### [Records]
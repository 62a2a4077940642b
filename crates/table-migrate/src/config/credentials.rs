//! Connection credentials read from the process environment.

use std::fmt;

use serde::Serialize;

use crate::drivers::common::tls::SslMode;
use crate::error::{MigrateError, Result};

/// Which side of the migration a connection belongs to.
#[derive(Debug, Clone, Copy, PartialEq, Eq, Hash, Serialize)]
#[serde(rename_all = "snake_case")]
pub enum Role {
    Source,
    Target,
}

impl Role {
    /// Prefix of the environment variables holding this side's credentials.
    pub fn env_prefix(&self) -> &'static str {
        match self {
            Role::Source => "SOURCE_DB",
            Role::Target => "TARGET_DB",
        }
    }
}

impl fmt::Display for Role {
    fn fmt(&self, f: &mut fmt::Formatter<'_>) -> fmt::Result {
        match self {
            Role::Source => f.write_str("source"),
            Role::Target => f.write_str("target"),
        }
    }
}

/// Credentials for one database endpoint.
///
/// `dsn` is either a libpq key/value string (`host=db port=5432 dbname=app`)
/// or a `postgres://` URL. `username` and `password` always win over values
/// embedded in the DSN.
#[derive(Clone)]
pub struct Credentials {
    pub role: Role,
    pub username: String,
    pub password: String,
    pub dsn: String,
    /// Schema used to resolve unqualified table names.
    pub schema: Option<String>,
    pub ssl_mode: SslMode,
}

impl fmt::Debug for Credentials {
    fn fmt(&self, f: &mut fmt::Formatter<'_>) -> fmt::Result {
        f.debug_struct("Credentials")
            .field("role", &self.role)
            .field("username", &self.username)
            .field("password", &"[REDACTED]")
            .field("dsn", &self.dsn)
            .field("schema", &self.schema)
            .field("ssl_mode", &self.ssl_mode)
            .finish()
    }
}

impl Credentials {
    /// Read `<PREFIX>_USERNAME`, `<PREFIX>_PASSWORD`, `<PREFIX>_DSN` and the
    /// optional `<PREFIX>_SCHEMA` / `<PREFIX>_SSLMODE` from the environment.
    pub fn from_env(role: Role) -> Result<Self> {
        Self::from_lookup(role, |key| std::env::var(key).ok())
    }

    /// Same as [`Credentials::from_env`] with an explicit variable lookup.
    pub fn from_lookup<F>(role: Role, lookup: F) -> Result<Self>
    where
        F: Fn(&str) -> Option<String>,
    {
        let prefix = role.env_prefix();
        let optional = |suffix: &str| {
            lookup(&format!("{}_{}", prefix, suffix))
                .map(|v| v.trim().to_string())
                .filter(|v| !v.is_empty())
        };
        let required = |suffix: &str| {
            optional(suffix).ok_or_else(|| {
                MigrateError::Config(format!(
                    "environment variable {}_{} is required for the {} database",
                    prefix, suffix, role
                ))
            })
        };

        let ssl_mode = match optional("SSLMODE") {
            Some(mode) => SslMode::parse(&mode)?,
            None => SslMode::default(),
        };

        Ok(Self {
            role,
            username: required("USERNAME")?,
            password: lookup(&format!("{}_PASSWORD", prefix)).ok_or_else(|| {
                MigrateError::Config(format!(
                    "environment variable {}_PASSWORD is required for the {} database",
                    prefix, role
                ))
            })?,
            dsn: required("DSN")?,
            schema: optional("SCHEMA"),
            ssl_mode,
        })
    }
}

### [Work order]
Going through the records above, count the lines that hold "table" and answer with the count alone.

### [Reply]
2